Water distibution controls for a small plant

(OP)
Hello friends, I am planning a water distribution system for a small plant. There are a number of machines that use water (ie. continuously if machine is on), and there are a number of sinks and hose stations which may be opened at any moment for an arbitrary length of time.

What are some of the typical ways to control supplying water to this mix of users? Here is what I can think of:

1. Have the supply pump be on 100% of the time and install an overpressure valve at the pump outlet that sends pump output back into the water tank. This way the pressure in the supply line is always equal to (or less than) the rating of the overpressure valve.

2. Have the supply pump be on 100% of the time and pump water in a loop around the plant that leads back into the water tank.
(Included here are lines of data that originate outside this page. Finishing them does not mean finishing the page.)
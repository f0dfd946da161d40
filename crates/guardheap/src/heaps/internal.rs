//! Internal chunked heap backing the process-default heap.
//!
//! A pool of bump-allocated chunks carved from the C heap. Individual frees
//! only decrement a per-chunk live count; chunk memory is recycled when the
//! count hits zero. In exchange the heap can answer `is_allocated` with a
//! containment check, which the default caller heap needs so `free` can tell
//! its own pointers apart from foreign ones.

use hashbrown::HashSet;
use parking_lot::Mutex;

use crate::util::{align_up, is_aligned, MIN_ALIGN};

use super::{HeapFeatures, HeapLock, RawHeap};

const CHUNK_SIZE: usize = 64 * 1024;

struct Chunk {
    base: usize,
    size: usize,
    /// Bump offset; bytes past it were never handed out.
    cursor: usize,
    /// Outstanding allocations served from this chunk.
    live: usize,
    /// Oversized single-allocation chunk, released on free.
    dedicated: bool,
}

impl Chunk {
    fn contains(&self, addr: usize) -> bool {
        addr >= self.base && addr < self.base + self.size
    }

    fn contains_handed_out(&self, addr: usize) -> bool {
        addr >= self.base && addr < self.base + self.cursor
    }
}

struct InternalState {
    chunks: Vec<Chunk>,
    /// Base addresses currently handed out. A repeated or stray free must
    /// not decrement a chunk's live count under a live allocation.
    live: HashSet<usize>,
}

pub struct InternalHeap {
    state: Mutex<InternalState>,
    lock: HeapLock,
}

impl Default for InternalHeap {
    fn default() -> Self {
        Self::new()
    }
}

impl InternalHeap {
    pub fn new() -> Self {
        InternalHeap {
            state: Mutex::new(InternalState {
                chunks: Vec::new(),
                live: HashSet::new(),
            }),
            lock: HeapLock::INIT,
        }
    }

    fn new_chunk(size: usize, dedicated: bool) -> Option<Chunk> {
        let base = unsafe { libc::malloc(size) as usize };
        if base == 0 {
            return None;
        }
        debug_assert!(is_aligned(base, MIN_ALIGN));
        Some(Chunk {
            base,
            size,
            cursor: 0,
            live: 0,
            dedicated,
        })
    }
}

impl Drop for InternalHeap {
    fn drop(&mut self) {
        for chunk in self.state.lock().chunks.drain(..) {
            unsafe { libc::free(chunk.base as *mut libc::c_void) };
        }
    }
}

impl RawHeap for InternalHeap {
    fn allocate_raw(&self, size: usize) -> *mut u8 {
        let needed = align_up(size.max(1), MIN_ALIGN);
        let state = &mut *self.state.lock();

        if needed > CHUNK_SIZE {
            let mut chunk = match Self::new_chunk(needed, true) {
                Some(c) => c,
                None => return core::ptr::null_mut(),
            };
            chunk.cursor = needed;
            chunk.live = 1;
            let ptr = chunk.base as *mut u8;
            state.live.insert(chunk.base);
            state.chunks.push(chunk);
            return ptr;
        }

        if let Some(chunk) = state
            .chunks
            .iter_mut()
            .find(|c| !c.dedicated && c.size - c.cursor >= needed)
        {
            let ptr = (chunk.base + chunk.cursor) as *mut u8;
            chunk.cursor += needed;
            chunk.live += 1;
            state.live.insert(ptr as usize);
            return ptr;
        }

        let mut chunk = match Self::new_chunk(CHUNK_SIZE, false) {
            Some(c) => c,
            None => return core::ptr::null_mut(),
        };
        chunk.cursor = needed;
        chunk.live = 1;
        let ptr = chunk.base as *mut u8;
        state.live.insert(chunk.base);
        state.chunks.push(chunk);
        ptr
    }

    fn free_raw(&self, ptr: *mut u8) -> bool {
        let addr = ptr as usize;
        let state = &mut *self.state.lock();
        if !state.live.remove(&addr) {
            return false;
        }
        let idx = match state.chunks.iter().position(|c| c.contains(addr)) {
            Some(i) => i,
            None => return false,
        };
        let chunk = &mut state.chunks[idx];
        debug_assert!(chunk.live > 0);
        chunk.live = chunk.live.saturating_sub(1);
        if chunk.live == 0 {
            if chunk.dedicated {
                let base = chunk.base;
                state.chunks.swap_remove(idx);
                unsafe { libc::free(base as *mut libc::c_void) };
            } else {
                chunk.cursor = 0;
            }
        }
        true
    }

    fn size_raw(&self, _ptr: *mut u8) -> Option<usize> {
        None
    }

    fn is_allocated(&self, addr: usize) -> bool {
        self.state
            .lock()
            .chunks
            .iter()
            .any(|c| c.contains_handed_out(addr))
    }

    fn features(&self) -> HeapFeatures {
        HeapFeatures::SUPPORTS_IS_ALLOCATED
    }

    fn lock(&self) -> &HeapLock {
        &self.lock
    }
}

#[cfg(test)]
mod tests {
    use super::*;

    #[test]
    fn allocations_are_contained() {
        let heap = InternalHeap::new();
        let ptr = heap.allocate_raw(48);
        assert!(!ptr.is_null());
        assert!(is_aligned(ptr as usize, MIN_ALIGN));
        assert!(heap.is_allocated(ptr as usize));
        assert!(heap.is_allocated(ptr as usize + 47));
        assert!(!heap.is_allocated(0x10));
        assert!(heap.free_raw(ptr));
    }

    #[test]
    fn foreign_pointer_is_rejected() {
        let heap = InternalHeap::new();
        let mut local = 0u8;
        assert!(!heap.free_raw(&mut local));
    }

    #[test]
    fn repeated_free_cannot_recycle_a_live_chunk() {
        let heap = InternalHeap::new();
        let a = heap.allocate_raw(64);
        let b = heap.allocate_raw(64);
        assert!(heap.free_raw(a));
        assert!(!heap.free_raw(a), "second free of the same pointer");
        // b is still live in the same chunk; the cursor must not have been
        // reset underneath it.
        assert!(heap.is_allocated(b as usize));
        let c = heap.allocate_raw(64);
        assert_ne!(c, b);
        assert!(heap.free_raw(b));
        assert!(heap.free_raw(c));
    }

    #[test]
    fn oversized_request_gets_dedicated_chunk() {
        let heap = InternalHeap::new();
        let ptr = heap.allocate_raw(CHUNK_SIZE * 2);
        assert!(!ptr.is_null());
        assert!(heap.is_allocated(ptr as usize + CHUNK_SIZE));
        assert!(heap.free_raw(ptr));
        assert!(!heap.is_allocated(ptr as usize));
    }

    #[test]
    fn chunk_is_recycled_when_drained() {
        let heap = InternalHeap::new();
        let a = heap.allocate_raw(64);
        let b = heap.allocate_raw(64);
        assert!(heap.free_raw(a));
        assert!(heap.free_raw(b));
        // Cursor reset: the next allocation reuses the same chunk base.
        let c = heap.allocate_raw(64);
        assert_eq!(c, a);
        heap.free_raw(c);
    }
}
This way the supply line is always pressurized at the pressure that the pump can deliver. (Naturally, this value would be chosen wisely).

3. Have the supply pump be on 100% of the time and have a control valve at pump outlet that sends the output of the pump back into the water tank depending on the pressure in the line. Using PID control, the pressure in the supply line would be kept constant.

4. Install a pressure switch on the pump outlet such that if someone opens a valve (or machine turns on), the pressure in the line will fall and the pump will turn on (maybe with inverter control). Pump would turn off when the pressure in the line spikes as the valve is eventually closed.

I experimented with #4 a bit, but found that in real life the line does not stay pressurized, but rather falls to low values (~0.5 barg) fairly quickly once the pump is turned off.

RE: Water distibution controls for a small plant

Do you have a PFD or P&ID that you could share? That would be great.

"I have not failed. I've just found 10,000 ways that won't work." Thomas Alva Edison (1847-1931)

RE: Water distibution controls for a small plant

(OP)
Here is a crude sketch of the different possibilities:

RE: Water distibution controls for a small plant

Put a tank on a high roof, or on a tower.
That will provide a nice constant pressure supply for the users.
Then all you have to worry about is refilling the tank when the level falls a bit.


Mike Halloran
Pembroke Pines, FL, USA

RE: Water distibution controls for a small plant

A tower probably costs a heck of a lot more than a VFD these days.

Keith Cress
kcress - http://www.flaminsystems.com

RE: Water distibution controls for a small plant

(OP)
Yeah.. the tank is already in place, moving it is not an option

RE: Water distibution controls for a small plant

Hi Azza,
Without a check valve on the pump discharge, there is no way to hold pressure on the line, there therefore your comment " the line does not stay pressurized, but rather falls to low values (~0.5 barg) fairly quickly once the pump is turned off. " Even with a check valve, a small leak will quickly bleed the pressure off. I suppose that you could install a bladder tank. along with a check-valve, to keep the pressure up, and then start-stop the pump on pressure limits.
BTW, how large is this pump (in terms of motor NP hp)? Obviously if the pump is too large then the bladder tank cost could become excessive.
BTW, does the tank have a level transmitter which could turn the pump off on lo-lo level? This might save the pump if the tank becomes empty. I guess there is not flow-transmitter on the pump discharge?
There is no downside to frequent starting / stopping the motor as it is VFD controlled.
GG

"I have not failed. I've just found 10,000 ways that won't work." Thomas Alva Edison (1847-1931)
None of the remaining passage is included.